2025-12-07 05:08:24 +00:00 · 2020-09-01 16:14:12 +02:00
parent 52082b5476
commit 558e76f18e
5 changed files with 63 additions and 0 deletions
--- a/bindings/python/py_src/tokenizers/implementations/sentencepiece_unigram.py
+++ b/bindings/python/py_src/tokenizers/implementations/sentencepiece_unigram.py
@@ -40,3 +40,20 @@ class SentencePieceUnigramTokenizer(BaseTokenizer):
        }
        super().__init__(tokenizer, parameters)
    def train(
        self,
        files: Union[str, List[str]],
        vocab_size: int = 8000,
        show_progress: bool = True,
        special_tokens: List[Union[str, AddedToken]] = [],
    ):
        """ Train the model using the given files """

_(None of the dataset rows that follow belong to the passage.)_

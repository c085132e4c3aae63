//! Zero-cost logging helpers.
//!
//! With the `tracing` feature these macros forward to the `tracing` crate.
//! Without it (default) they expand to nothing, so the insert path carries
//! no logging cost.
//!
//! ```bash
//! RUST_LOG=elastic_trie=trace cargo test --features tracing
//! ```

#![allow(unused_macros, unused_imports)]

/// Trace-level logging. No-op without the `tracing` feature.
#[cfg(feature = "tracing")]
macro_rules! trace_log {
    ($($arg:tt)*) => {
        tracing::trace!($($arg)*)
    };
}

#[cfg(not(feature = "tracing"))]
macro_rules! trace_log {
    ($($arg:tt)*) => {};
}

/// Debug-level logging. No-op without the `tracing` feature.
#[cfg(feature = "tracing")]
macro_rules! debug_log {
    ($($arg:tt)*) => {
        tracing::debug!($($arg)*)
    };
}

#[cfg(not(feature = "tracing"))]
macro_rules! debug_log {
    ($($arg:tt)*) => {};
}

pub(crate) use debug_log;
pub(crate) use trace_log;
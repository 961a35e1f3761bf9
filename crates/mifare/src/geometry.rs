//! Sector geometry of the two MIFARE Classic layouts
//!
//! Blocks 0..=127 sit in 4-block sectors, blocks 128..=255 in 16-block
//! sectors. Sector boundaries are never stored anywhere; everything here is
//! a pure function of the block index, total over `0..=255`.

/// Whether `block` is the first block of its sector.
pub const fn is_first_block(block: u8) -> bool {
    // Test if we are in the small or the big sectors
    if block < 128 {
        block % 4 == 0
    } else {
        block % 16 == 0
    }
}

/// Whether `block` is its sector's trailer (last) block.
pub const fn is_trailer_block(block: u8) -> bool {
    if block < 128 {
        (block as u16 + 1) % 4 == 0
    } else {
        (block as u16 + 1) % 16 == 0
    }
}

/// Trailer block index of the sector containing `block`.
pub const fn trailer_of(block: u8) -> u8 {
    if block < 128 {
        block + (3 - block % 4)
    } else {
        block + (15 - block % 16)
    }
}

#[cfg(test)]
mod tests {
    use super::*;

    #[test]
    fn trailer_blocks_follow_the_layout_split() {
        for block in 0u8..128 {
            assert_eq!(is_trailer_block(block), (u16::from(block) + 1) % 4 == 0);
        }
        for block in 128u8..=255 {
            assert_eq!(is_trailer_block(block), (u16::from(block) + 1) % 16 == 0);
        }
    }

    #[test]
    fn first_blocks_follow_the_layout_split() {
        for block in 0u8..128 {
            assert_eq!(is_first_block(block), block % 4 == 0);
        }
        for block in 128u8..=255 {
            assert_eq!(is_first_block(block), block % 16 == 0);
        }
    }

    #[test]
    fn trailer_of_maps_every_block_of_a_sector_to_the_same_trailer() {
        for block in 0u8..=255 {
            let trailer = trailer_of(block);
            assert!(is_trailer_block(trailer));
            // Idempotent: the trailer's own trailer is itself.
            assert_eq!(trailer_of(trailer), trailer);
            // The mapping never leaves the sector.
            assert!(trailer >= block);
            if block < 128 {
                assert!(trailer - block < 4);
            } else {
                assert!(trailer - block < 16);
            }
        }
    }

    #[test]
    fn small_and_large_sector_counts() {
        let small_trailers = (0u8..128).filter(|&b| is_trailer_block(b)).count();
        let large_trailers = (128u8..=255).filter(|&b| is_trailer_block(b)).count();
        assert_eq!(small_trailers, 32);
        assert_eq!(large_trailers, 8);
    }
}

        trainer = trainers.UnigramTrainer(
            vocab_size=vocab_size, special_tokens=special_tokens, show_progress=show_progress,
        )
        if isinstance(files, str):
            files = [files]
        self._tokenizer.train(trainer, files)
--- a/bindings/python/py_src/tokenizers/trainers/init.py
+++ b/bindings/python/py_src/tokenizers/trainers/init.py
@@ -3,3 +3,4 @@ from .. import trainers
 Trainer = trainers.Trainer
 BpeTrainer = trainers.BpeTrainer
 WordPieceTrainer = trainers.WordPieceTrainer
 UnigramTrainer = trainers.UnigramTrainer
--- a/bindings/python/py_src/tokenizers/trainers/init.pyi
+++ b/bindings/python/py_src/tokenizers/trainers/init.pyi
@@ -111,3 +111,32 @@ class WordPieceTrainer(Trainer):
            Trainer
        """
        pass
 class UnigramTrainer(Trainer):
    """ UnigramTrainer
    Capable of training a Unigram model
    """
    def __init__(
        self,
        vocab_size: int = 8000,
        show_progress: bool = True,
        special_tokens: List[Union[str, AddedToken]] = [],
    ) -> Trainer:
        """ Instantiate a new UnigramTrainer with the given options:
        Args:
            vocab_size: unsigned int:
                The size of the final vocabulary, including all tokens and alphabet.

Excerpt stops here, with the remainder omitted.